How To Make a Wood Sign for Your Home or Business
We do a lot of wood signs for people's homes, for their businesses, and for different events. Wood signs have a unique look and feel that no other process can compare with. Often, they can be quite expensive. They are labor intensive and take a little bit of skill to make. Large signs can be outside the budget of a business owner or someone that wants to add a little decor to their home. That's really not a problem though, you can make them yourself with a little time, patience, and the right tools.
To begin with, you need a pattern for your sign. I use Corel Draw to make my patterns, but you can use almost any desktop publishing application to make them. Simply create the sign look you want, with the font you want and the outline that sets it all off. If it's too big for your printer, don't worry a bit, you can have a print shop print it off for you on a large architectural printer. I use Staples for this, they are fast and affordable in my area, and can do prints 36" wide and almost unlimited length.

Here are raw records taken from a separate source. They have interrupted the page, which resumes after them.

//! Trial identifiers.

use std::fmt;

use pipelinebench_stores::ArtifactKey;
use rand::Rng;

const ID_LEN: usize = 8;
const ALPHABET: &[u8; 36] = b"abcdefghijklmnopqrstuvwxyz0123456789";

/// Random token identifying one trial.
///
/// Eight characters from `[a-z0-9]`. Combined with the upload timestamp in the [`ArtifactKey`],
/// collisions are unlikely enough to ignore at benchmark scale, but uniqueness is not guaranteed.
#[derive(Clone, Debug, PartialEq, Eq, Hash, PartialOrd, Ord)]
pub struct TrialId(String);

impl TrialId {
    /// Draws a fresh id from the thread-local RNG.
    pub fn random() -> Self {
        Self::from_rng(&mut rand::rng())
    }

    /// Draws a fresh id from the given RNG.
    pub fn from_rng(rng: &mut impl Rng) -> Self {
        let id = (0..ID_LEN)
            .map(|_| ALPHABET[rng.random_range(0..ALPHABET.len())] as char)
            .collect();
        Self(id)
    }

    /// Returns the id as a string slice.
    pub fn as_str(&self) -> &str {
        &self.0
    }

    /// Builds the object key for uploading this trial's artifact at `unix_seconds`.
    pub fn artifact_key(&self, unix_seconds: u64) -> ArtifactKey {
        ArtifactKey::new(&self.0, unix_seconds)
    }
}

impl fmt::Display for TrialId {
    fn fmt(&self, f: &mut fmt::Formatter<'_>) -> fmt::Result {
        f.write_str(&self.0)
    }
}

#[cfg(test)]
mod tests {
    use rand::SeedableRng;
    use rand::rngs::SmallRng;

    use super::*;

    #[test]
    fn ids_are_lowercase_alphanumeric() {
        let mut rng = SmallRng::seed_from_u64(7);
        for _ in 0..100 {
            let id = TrialId::from_rng(&mut rng);
            assert_eq!(id.as_str().len(), ID_LEN);
            assert!(
                id.as_str()
                    .bytes()
                    .all(|b| b.is_ascii_lowercase() || b.is_ascii_digit())
            );
        }
    }

    #[test]
    fn characters_are_uniform() {
        let mut rng = SmallRng::seed_from_u64(11);
        let mut digits = 0;
        let mut total = 0;
        for _ in 0..4_000 {
            let id = TrialId::from_rng(&mut rng);
            digits += id.as_str().bytes().filter(u8::is_ascii_digit).count();
            total += ID_LEN;
        }

        // 10 of 36 characters are digits.
        let share = digits as f64 / total as f64;
        assert!((0.25..0.31).contains(&share), "digit share = {share}");
    }

    #[test]
    fn key_round_trips_through_processor_parsing() {
        let id = TrialId::random();
        let key = id.artifact_key(1_700_000_000);
        assert_eq!(ArtifactKey::trial_id(key.as_str()), Some(id.as_str()));
    }
}
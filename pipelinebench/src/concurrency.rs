//! Concurrency limiter for in-flight trials.
//!
//! [`ConcurrencyLimiter`] caps the number of trials with an outstanding upload or poll using a
//! tokio semaphore. A trial holds its [`ConcurrencyPermit`] for its whole lifetime, so the permit
//! count is the number of trials in flight. The limiter also records the highest count observed,
//! which the orchestrator reports after the run.

use std::sync::Arc;
use std::sync::atomic::{AtomicUsize, Ordering};

use tokio::sync::{OwnedSemaphorePermit, Semaphore};

/// Limits concurrent trials and tracks the in-flight count.
#[derive(Clone, Debug)]
pub(crate) struct ConcurrencyLimiter {
    semaphore: Arc<Semaphore>,
    max: usize,
    peak: Arc<AtomicUsize>,
}

impl ConcurrencyLimiter {
    /// Creates a new limiter with the given maximum number of permits.
    ///
    /// A `max` of zero is treated as one, so that trials can always make progress.
    pub(crate) fn new(max: usize) -> Self {
        let max = max.max(1);
        Self {
            semaphore: Arc::new(Semaphore::new(max)),
            max,
            peak: Arc::new(AtomicUsize::new(0)),
        }
    }

    /// Waits for a free slot and acquires it.
    ///
    /// Waiters are served in the order they called `acquire`.
    pub(crate) async fn acquire(&self) -> ConcurrencyPermit {
        // The semaphore is owned by the limiter and never closed.
        let permit = match Arc::clone(&self.semaphore).acquire_owned().await {
            Ok(permit) => permit,
            Err(_) => unreachable!("limiter semaphore closed"),
        };

        self.peak.fetch_max(self.used_permits(), Ordering::Relaxed);
        ConcurrencyPermit { _permit: permit }
    }

    /// Returns the number of permits currently held.
    pub(crate) fn used_permits(&self) -> usize {
        self.max - self.semaphore.available_permits()
    }

    /// Returns the highest number of permits held at the same time so far.
    pub(crate) fn peak_permits(&self) -> usize {
        self.peak.load(Ordering::Relaxed)
    }
}

/// RAII guard for a concurrency permit. Dropping it frees the slot.
#[derive(Debug)]
pub(crate) struct ConcurrencyPermit {
    _permit: OwnedSemaphorePermit,
}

Once you have your pattern created and printed, you will need your wood. If your sign is very large, you will have to either use plywood or glue together multiple boards to get your desired size. In this instance, I glued up ash using bar clamps, biscuits, and Titebond 3 glue, my favorite wood glue. After gluing up the boards, plane and sand them smooth. Now you are ready to apply your pattern.
I use 3m spray adhesive for my patterns. I spray a medium coat on the back of the paper and let it dry for a few minutes, until it's tacky but not wet. This makes it easier to get off later. Carefully lay your pattern on your wood and work out the wrinkles as you go. You don't want any paper wrinkles to snag when you are working later.

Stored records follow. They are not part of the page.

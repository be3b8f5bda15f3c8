//! [`ArtifactStore`] backed by S3 or an S3-compatible service such as LocalStack.

use std::fmt;

use aws_sdk_s3::Client;
use aws_sdk_s3::primitives::ByteStream;
use bytes::Bytes;

use crate::common::{ArtifactStore, AwsOptions, StoreError, StoreResult};

/// Uploads artifacts into a single S3 bucket.
pub struct S3ArtifactStore {
    client: Client,
    bucket: String,
}

impl S3ArtifactStore {
    /// Creates a store bound to `bucket`.
    ///
    /// Path-style addressing is forced whenever an endpoint override is configured, since
    /// LocalStack does not resolve virtual-hosted bucket names.
    pub async fn new(options: &AwsOptions, bucket: impl Into<String>) -> Self {
        let shared = options.load().await;
        let config = aws_sdk_s3::config::Builder::from(&shared)
            .force_path_style(options.endpoint.is_some())
            .build();

        Self {
            client: Client::from_conf(config),
            bucket: bucket.into(),
        }
    }
}

impl fmt::Debug for S3ArtifactStore {
    fn fmt(&self, f: &mut fmt::Formatter<'_>) -> fmt::Result {
        f.debug_struct("S3ArtifactStore")
            .field("bucket", &self.bucket)
            .finish_non_exhaustive()
    }
}

#[async_trait::async_trait]
impl ArtifactStore for S3ArtifactStore {
    fn name(&self) -> &'static str {
        "s3"
    }

    #[tracing::instrument(level = "trace", fields(bucket = %self.bucket, key = %key), skip_all)]
    async fn put(&self, key: &str, body: Bytes, content_type: &str) -> StoreResult<()> {
        tracing::debug!(bytes = body.len(), "Uploading to s3");

        self.client
            .put_object()
            .bucket(&self.bucket)
            .key(key)
            .content_type(content_type)
            .body(ByteStream::from(body))
            .send()
            .await
            .map_err(|cause| StoreError::Upload {
                context: format!("s3://{}/{key}", self.bucket),
                cause: cause.into(),
            })?;

        Ok(())
    }
}
//! Store clients used by the pipeline benchmark.
//!
//! The benchmark talks to two external systems: an *artifact store* that receives uploaded
//! payloads, and a *completion store* in which the downstream processor records that it has
//! handled an artifact. Both are abstracted behind the [`ArtifactStore`] and [`CompletionStore`]
//! traits so the benchmark can run against S3 and DynamoDB, or entirely in memory.
//!
//! - [`s3`] and [`dynamodb`] wrap the AWS SDK clients. They work against AWS proper as well as
//!   LocalStack via an endpoint override, see [`AwsOptions`].
//! - [`in_memory`] provides process-local stores plus a [`SimulatedProcessor`] that plays the role
//!   of the downstream pipeline in tests and offline runs.
#![warn(missing_docs)]
#![warn(missing_debug_implementations)]

mod common;
pub mod dynamodb;
pub mod in_memory;
mod key;
pub mod s3;

pub use common::*;
pub use in_memory::{InMemoryArtifactStore, InMemoryCompletionStore, SimulatedProcessor};
pub use key::ArtifactKey;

Your next step is going to be routing out the letters. I like to route them about an eighth of an inch deep, but you don't have to go that far in. I do it to give me sanding room later. I start with a large bit, one that is the size of the largest parts of the letters, or as close as I can get, then I graduate downward until I use a 1/16" bit to get the details at the end. After routing, I use a jigsaw with a good, smooth cut blade to cut out the sign shape.
After that is complete, wipe mineral spirits over the paper to loosen the glue and peel the paper off. Finish cleaning up the glue residue with mineral spirits and a lint free rag. Let the mineral spirits dry completely, then spray the letters with your color of choice. I use sign ink for my letters, but spray paint works fine. Keep your distance from the sign while spraying and do several fine coats. You don't want the paint to get too wet and soak into the grain around the letters. After you are satisfied with coloring your letters, break out your sander and sand off the excess paint. Make sure the paint is thoroughly dry before sanding. I use 80 grit to remove the paint. I also route the edges of the sign at this point, so I can get all the sanding completed at once. I sand through the grits up to 220 grit.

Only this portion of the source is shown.